- _Extracted material_:
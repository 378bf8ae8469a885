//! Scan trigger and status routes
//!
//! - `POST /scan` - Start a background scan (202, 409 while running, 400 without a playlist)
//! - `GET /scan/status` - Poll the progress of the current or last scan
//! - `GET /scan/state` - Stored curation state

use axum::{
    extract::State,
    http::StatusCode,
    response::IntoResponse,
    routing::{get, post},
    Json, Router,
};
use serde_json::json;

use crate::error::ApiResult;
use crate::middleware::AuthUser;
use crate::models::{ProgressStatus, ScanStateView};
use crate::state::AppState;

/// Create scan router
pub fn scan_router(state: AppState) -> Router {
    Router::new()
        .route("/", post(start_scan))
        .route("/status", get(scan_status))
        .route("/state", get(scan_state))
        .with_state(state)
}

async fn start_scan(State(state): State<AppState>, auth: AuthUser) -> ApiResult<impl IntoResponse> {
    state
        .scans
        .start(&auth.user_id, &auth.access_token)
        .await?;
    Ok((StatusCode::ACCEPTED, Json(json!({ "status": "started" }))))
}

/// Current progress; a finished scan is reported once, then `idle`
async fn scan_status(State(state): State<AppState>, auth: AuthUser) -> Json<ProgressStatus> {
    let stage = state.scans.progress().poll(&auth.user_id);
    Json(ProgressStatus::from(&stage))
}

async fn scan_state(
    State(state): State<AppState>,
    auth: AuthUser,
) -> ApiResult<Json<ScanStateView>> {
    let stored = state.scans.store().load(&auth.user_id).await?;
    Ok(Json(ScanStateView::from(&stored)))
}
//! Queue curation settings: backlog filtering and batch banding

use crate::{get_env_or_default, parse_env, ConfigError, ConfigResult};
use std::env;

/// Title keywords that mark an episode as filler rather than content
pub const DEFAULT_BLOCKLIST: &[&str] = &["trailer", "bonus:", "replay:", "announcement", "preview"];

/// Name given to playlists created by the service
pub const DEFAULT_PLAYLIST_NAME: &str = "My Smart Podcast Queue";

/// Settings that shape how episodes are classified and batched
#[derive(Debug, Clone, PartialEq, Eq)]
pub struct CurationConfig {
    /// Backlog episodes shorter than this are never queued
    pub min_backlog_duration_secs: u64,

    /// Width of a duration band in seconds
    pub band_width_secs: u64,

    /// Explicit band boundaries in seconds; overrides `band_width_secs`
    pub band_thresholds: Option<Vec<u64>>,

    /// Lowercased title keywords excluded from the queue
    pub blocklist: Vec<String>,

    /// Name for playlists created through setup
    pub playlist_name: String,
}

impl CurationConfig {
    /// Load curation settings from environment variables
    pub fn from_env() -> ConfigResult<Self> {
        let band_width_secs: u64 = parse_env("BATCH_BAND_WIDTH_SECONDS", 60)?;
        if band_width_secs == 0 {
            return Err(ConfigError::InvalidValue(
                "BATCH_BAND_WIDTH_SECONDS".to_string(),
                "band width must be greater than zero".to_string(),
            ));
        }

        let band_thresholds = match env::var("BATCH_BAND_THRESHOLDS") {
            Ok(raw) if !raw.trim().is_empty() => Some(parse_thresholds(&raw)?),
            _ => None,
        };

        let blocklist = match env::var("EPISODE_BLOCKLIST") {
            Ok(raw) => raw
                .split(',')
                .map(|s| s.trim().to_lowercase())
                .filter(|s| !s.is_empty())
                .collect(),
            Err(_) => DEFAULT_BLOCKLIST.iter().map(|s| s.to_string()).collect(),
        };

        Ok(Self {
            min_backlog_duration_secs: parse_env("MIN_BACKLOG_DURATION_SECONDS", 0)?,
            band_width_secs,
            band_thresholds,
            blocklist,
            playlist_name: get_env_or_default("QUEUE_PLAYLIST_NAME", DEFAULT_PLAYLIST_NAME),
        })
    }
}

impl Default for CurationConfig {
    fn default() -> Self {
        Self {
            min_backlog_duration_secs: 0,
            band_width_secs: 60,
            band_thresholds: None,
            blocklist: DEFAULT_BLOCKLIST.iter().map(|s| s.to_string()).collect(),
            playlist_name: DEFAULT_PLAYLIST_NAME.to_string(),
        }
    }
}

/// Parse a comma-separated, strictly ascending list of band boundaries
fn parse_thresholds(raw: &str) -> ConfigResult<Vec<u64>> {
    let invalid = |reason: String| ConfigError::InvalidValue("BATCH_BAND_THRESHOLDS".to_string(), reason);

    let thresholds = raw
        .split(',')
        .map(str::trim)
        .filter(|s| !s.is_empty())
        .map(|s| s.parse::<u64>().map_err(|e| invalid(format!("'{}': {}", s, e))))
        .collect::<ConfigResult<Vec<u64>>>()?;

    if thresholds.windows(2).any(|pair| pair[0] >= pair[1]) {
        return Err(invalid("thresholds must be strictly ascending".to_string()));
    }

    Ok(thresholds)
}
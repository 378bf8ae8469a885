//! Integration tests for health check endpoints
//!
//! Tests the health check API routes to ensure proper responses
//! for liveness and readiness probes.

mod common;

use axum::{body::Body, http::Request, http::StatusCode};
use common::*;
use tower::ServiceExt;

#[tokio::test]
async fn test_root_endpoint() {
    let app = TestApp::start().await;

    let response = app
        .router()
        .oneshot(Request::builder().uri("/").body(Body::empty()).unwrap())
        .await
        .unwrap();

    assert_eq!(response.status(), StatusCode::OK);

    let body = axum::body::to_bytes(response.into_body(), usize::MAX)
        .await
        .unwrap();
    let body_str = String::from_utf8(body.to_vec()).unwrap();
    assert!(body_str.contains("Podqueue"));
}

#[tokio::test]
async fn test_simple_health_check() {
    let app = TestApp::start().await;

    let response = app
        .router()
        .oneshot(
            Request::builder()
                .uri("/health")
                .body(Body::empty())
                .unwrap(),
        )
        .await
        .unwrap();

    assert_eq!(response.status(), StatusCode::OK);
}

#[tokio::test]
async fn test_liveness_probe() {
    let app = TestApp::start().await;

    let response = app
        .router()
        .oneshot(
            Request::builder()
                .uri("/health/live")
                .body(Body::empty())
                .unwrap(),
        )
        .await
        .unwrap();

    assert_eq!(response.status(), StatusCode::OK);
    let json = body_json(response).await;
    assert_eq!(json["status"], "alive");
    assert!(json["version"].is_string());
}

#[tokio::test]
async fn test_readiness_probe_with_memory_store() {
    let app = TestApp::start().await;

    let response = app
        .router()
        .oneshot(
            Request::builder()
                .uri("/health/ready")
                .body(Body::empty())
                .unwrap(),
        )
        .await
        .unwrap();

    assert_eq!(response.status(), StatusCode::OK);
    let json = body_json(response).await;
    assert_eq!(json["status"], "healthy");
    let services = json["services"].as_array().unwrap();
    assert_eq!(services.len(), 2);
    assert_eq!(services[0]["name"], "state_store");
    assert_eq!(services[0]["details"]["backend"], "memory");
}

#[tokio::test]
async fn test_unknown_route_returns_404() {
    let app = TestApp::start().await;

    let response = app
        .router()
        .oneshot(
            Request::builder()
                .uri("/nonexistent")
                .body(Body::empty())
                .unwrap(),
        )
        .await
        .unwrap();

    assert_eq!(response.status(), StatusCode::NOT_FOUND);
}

* * *

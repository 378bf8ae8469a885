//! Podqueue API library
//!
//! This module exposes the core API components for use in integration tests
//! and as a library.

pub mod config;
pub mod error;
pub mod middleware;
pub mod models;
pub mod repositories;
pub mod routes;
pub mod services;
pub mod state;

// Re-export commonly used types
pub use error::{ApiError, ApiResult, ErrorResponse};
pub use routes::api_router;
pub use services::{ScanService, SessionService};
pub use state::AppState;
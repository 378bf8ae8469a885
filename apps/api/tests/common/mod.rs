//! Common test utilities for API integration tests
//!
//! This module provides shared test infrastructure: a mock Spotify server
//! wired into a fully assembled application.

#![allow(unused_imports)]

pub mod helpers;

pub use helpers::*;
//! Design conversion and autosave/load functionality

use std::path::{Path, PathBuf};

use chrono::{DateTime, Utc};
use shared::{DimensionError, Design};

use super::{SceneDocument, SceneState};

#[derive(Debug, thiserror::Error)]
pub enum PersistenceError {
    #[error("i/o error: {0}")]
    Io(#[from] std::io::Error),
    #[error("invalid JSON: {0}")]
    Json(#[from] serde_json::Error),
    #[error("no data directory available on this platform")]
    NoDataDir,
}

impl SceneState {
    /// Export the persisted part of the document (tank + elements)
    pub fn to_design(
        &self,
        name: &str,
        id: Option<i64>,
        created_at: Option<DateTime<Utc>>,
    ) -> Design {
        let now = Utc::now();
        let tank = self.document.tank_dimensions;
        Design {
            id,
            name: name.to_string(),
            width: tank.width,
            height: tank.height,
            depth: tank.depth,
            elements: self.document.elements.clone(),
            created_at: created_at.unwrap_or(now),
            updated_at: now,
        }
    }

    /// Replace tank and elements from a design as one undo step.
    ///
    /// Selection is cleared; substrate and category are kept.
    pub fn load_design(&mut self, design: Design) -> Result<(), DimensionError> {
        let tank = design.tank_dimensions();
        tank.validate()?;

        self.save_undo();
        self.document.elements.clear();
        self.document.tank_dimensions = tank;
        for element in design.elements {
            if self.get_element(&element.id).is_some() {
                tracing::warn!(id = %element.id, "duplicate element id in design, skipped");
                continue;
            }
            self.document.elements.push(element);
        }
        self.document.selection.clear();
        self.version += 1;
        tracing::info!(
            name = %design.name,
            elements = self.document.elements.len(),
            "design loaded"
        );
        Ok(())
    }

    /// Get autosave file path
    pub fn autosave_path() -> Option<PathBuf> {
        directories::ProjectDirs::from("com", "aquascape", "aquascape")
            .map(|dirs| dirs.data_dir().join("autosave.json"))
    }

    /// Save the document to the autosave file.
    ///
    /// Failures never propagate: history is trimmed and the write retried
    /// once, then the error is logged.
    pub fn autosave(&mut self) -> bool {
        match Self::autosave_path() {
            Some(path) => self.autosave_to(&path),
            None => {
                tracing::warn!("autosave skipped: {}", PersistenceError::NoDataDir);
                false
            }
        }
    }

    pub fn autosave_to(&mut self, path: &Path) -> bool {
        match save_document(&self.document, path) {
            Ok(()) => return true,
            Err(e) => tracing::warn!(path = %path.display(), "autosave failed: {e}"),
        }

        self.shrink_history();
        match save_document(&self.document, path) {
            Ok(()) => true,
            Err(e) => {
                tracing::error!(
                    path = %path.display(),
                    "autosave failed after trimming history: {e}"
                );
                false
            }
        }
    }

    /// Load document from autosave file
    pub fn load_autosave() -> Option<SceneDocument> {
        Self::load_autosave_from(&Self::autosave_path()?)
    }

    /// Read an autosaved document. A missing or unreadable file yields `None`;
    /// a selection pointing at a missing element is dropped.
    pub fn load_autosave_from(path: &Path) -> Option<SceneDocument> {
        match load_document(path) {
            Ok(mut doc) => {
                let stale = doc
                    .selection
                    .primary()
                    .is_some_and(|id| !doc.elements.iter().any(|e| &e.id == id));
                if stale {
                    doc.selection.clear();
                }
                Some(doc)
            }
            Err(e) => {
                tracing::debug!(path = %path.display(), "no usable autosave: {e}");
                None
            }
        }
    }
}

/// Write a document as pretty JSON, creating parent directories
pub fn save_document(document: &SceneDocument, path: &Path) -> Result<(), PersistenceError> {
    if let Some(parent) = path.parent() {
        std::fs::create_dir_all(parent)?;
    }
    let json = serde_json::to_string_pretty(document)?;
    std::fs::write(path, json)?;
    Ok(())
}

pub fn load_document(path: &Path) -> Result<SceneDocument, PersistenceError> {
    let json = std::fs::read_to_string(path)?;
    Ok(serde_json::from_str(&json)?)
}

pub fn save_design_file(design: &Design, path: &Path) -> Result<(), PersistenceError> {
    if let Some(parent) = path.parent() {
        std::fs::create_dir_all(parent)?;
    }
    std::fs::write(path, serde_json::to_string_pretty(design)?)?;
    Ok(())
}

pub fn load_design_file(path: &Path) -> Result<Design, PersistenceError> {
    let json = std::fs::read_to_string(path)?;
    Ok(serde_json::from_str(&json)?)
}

- _The problem_: Please, from the entries above, set down exactly the lines from the one containing "Ok(mut doc) =>" through the one containing "creating parent directories", and only those.

- _Response_:
            Ok(mut doc) => {
                let stale = doc
                    .selection
                    .primary()
                    .is_some_and(|id| !doc.elements.iter().any(|e| &e.id == id));
                if stale {
                    doc.selection.clear();
                }
                Some(doc)
            }
            Err(e) => {
                tracing::debug!(path = %path.display(), "no usable autosave: {e}");
                None
            }
        }
    }
}

/// Write a document as pretty JSON, creating parent directories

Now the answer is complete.